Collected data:

use serde::Serialize;

use super::entities::Usuario;
use crate::models::common::pagination::PaginationInfo;

#[derive(Debug, Serialize)]
pub struct UserResponse {
    pub usuario: Usuario,
}

#[derive(Debug, Serialize)]
pub struct UserListResponse {
    pub items: Vec<Usuario>,
    pub pagination: PaginationInfo,
}

// Returned from student registration; the fixed temporary password itself is
// never echoed back.
#[derive(Debug, Serialize)]
pub struct AlumnoRegistradoResponse {
    pub usuario: Usuario,
    pub temp_password_assigned: bool,
}
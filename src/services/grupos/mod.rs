pub mod create;
pub mod delete;
pub mod detail;
pub mod list;
pub mod promote;
pub mod update;

use actix_web::{HttpRequest, HttpResponse, Result as ActixResult};
use std::sync::Arc;

use crate::errors::Result;
use crate::models::grupos::{
    entities::Grupo,
    kpi::{self, GrupoKpis},
};
use crate::storage::Storage;
use crate::utils::fechas::month_range;

pub struct GrupoService {
    storage: Option<Arc<dyn Storage>>,
}

impl GrupoService {
    pub fn new_lazy() -> Self {
        Self { storage: None }
    }

    pub(crate) fn get_storage(&self, request: &HttpRequest) -> Arc<dyn Storage> {
        if let Some(storage) = &self.storage {
            storage.clone()
        } else {
            request
                .app_data::<actix_web::web::Data<Arc<dyn Storage>>>()
                .expect("Storage not found in app data")
                .get_ref()
                .clone()
        }
    }

    pub async fn list_grupos(&self, request: &HttpRequest) -> ActixResult<HttpResponse> {
        list::handle_list_grupos(self, request).await
    }

    pub async fn create_grupo(
        &self,
        create_request: crate::models::grupos::requests::CreateGrupoRequest,
        request: &HttpRequest,
    ) -> ActixResult<HttpResponse> {
        create::handle_create_grupo(self, create_request, request).await
    }

    pub async fn get_grupo(
        &self,
        grupo_id: i64,
        params: crate::models::grupos::requests::GrupoDetailParams,
        request: &HttpRequest,
    ) -> ActixResult<HttpResponse> {
        detail::handle_get_grupo(self, grupo_id, params, request).await
    }

    pub async fn update_grupo(
        &self,
        grupo_id: i64,
        update_request: crate::models::grupos::requests::UpdateGrupoRequest,
        request: &HttpRequest,
    ) -> ActixResult<HttpResponse> {
        update::handle_update_grupo(self, grupo_id, update_request, request).await
    }

    pub async fn delete_grupo(
        &self,
        grupo_id: i64,
        request: &HttpRequest,
    ) -> ActixResult<HttpResponse> {
        delete::handle_delete_grupo(self, grupo_id, request).await
    }

    pub async fn promote_grupos(
        &self,
        promocion: crate::models::grupos::requests::PromocionRequest,
        request: &HttpRequest,
    ) -> ActixResult<HttpResponse> {
        promote::handle_promote_grupos(self, promocion, request).await
    }
}

/// Assembles the KPI block of one group from its aggregates. Every ratio
/// degrades to zero instead of dividing by zero.
pub(crate) async fn kpis_for_grupo(storage: &Arc<dyn Storage>, grupo: &Grupo) -> Result<GrupoKpis> {
    let alumnos_inscritos = storage.count_alumnos_in_grupo(grupo.id).await?;
    let notas = storage.notas_for_grupo(grupo.id).await?;

    let (desde, hasta) = month_range(chrono::Utc::now());
    let (presentes, total) = storage
        .asistencia_counts_for_grupo(grupo.id, desde, hasta)
        .await?;

    Ok(GrupoKpis {
        alumnos_inscritos,
        ocupacion_pct: kpi::ocupacion_pct(alumnos_inscritos, grupo.capacidad_maxima),
        promedio_general: kpi::promedio_general(&notas),
        asistencia_mensual: kpi::asistencia_mensual(presentes, total),
    })
}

WORK ITEM ::
Every record above must be duplicated exactly.

RESULT FOR THIS TASK ::
use serde::Serialize;

use super::entities::Usuario;
use crate::models::common::pagination::PaginationInfo;

#[derive(Debug, Serialize)]
pub struct UserResponse {
    pub usuario: Usuario,
}

#[derive(Debug, Serialize)]
pub struct UserListResponse {
    pub items: Vec<Usuario>,
    pub pagination: PaginationInfo,
}

// Returned from student registration; the fixed temporary password itself is
// never echoed back.
#[derive(Debug, Serialize)]
pub struct AlumnoRegistradoResponse {
    pub usuario: Usuario,
    pub temp_password_assigned: bool,
}
filename src/services/grupos/mod.rs
pub mod create;
pub mod delete;
pub mod detail;
pub mod list;
pub mod promote;
pub mod update;

use actix_web::{HttpRequest, HttpResponse, Result as ActixResult};
use std::sync::Arc;

use crate::errors::Result;
use crate::models::grupos::{
    entities::Grupo,
    kpi::{self, GrupoKpis},
};
use crate::storage::Storage;
use crate::utils::fechas::month_range;

pub struct GrupoService {
    storage: Option<Arc<dyn Storage>>,
}

impl GrupoService {
    pub fn new_lazy() -> Self {
        Self { storage: None }
    }

    pub(crate) fn get_storage(&self, request: &HttpRequest) -> Arc<dyn Storage> {
        if let Some(storage) = &self.storage {
            storage.clone()
        } else {
            request
                .app_data::<actix_web::web::Data<Arc<dyn Storage>>>()
                .expect("Storage not found in app data")
                .get_ref()
                .clone()
        }
    }

    pub async fn list_grupos(&self, request: &HttpRequest) -> ActixResult<HttpResponse> {
        list::handle_list_grupos(self, request).await
    }

    pub async fn create_grupo(
        &self,
        create_request: crate::models::grupos::requests::CreateGrupoRequest,
        request: &HttpRequest,
    ) -> ActixResult<HttpResponse> {
        create::handle_create_grupo(self, create_request, request).await
    }

    pub async fn get_grupo(
        &self,
        grupo_id: i64,
        params: crate::models::grupos::requests::GrupoDetailParams,
        request: &HttpRequest,
    ) -> ActixResult<HttpResponse> {
        detail::handle_get_grupo(self, grupo_id, params, request).await
    }

    pub async fn update_grupo(
        &self,
        grupo_id: i64,
        update_request: crate::models::grupos::requests::UpdateGrupoRequest,
        request: &HttpRequest,
    ) -> ActixResult<HttpResponse> {
        update::handle_update_grupo(self, grupo_id, update_request, request).await
    }

    pub async fn delete_grupo(
        &self,
        grupo_id: i64,
        request: &HttpRequest,
    ) -> ActixResult<HttpResponse> {
        delete::handle_delete_grupo(self, grupo_id, request).await
    }

    pub async fn promote_grupos(
        &self,
        promocion: crate::models::grupos::requests::PromocionRequest,
        request: &HttpRequest,
    ) -> ActixResult<HttpResponse> {
        promote::handle_promote_grupos(self, promocion, request).await
    }
}

/// Assembles the KPI block of one group from its aggregates. Every ratio
/// degrades to zero instead of dividing by zero.
pub(crate) async fn kpis_for_grupo(storage: &Arc<dyn Storage>, grupo: &Grupo) -> Result<GrupoKpis> {
    let alumnos_inscritos = storage.count_alumnos_in_grupo(grupo.id).await?;
    let notas = storage.notas_for_grupo(grupo.id).await?;

    let (desde, hasta) = month_range(chrono::Utc::now());
    let (presentes, total) = storage
        .asistencia_counts_for_grupo(grupo.id, desde, hasta)
        .await?;

    Ok(GrupoKpis {
        alumnos_inscritos,
        ocupacion_pct: kpi::ocupacion_pct(alumnos_inscritos, grupo.capacidad_maxima),
        promedio_general: kpi::promedio_general(&notas),
        asistencia_mensual: kpi::asistencia_mensual(presentes, total),
    })
}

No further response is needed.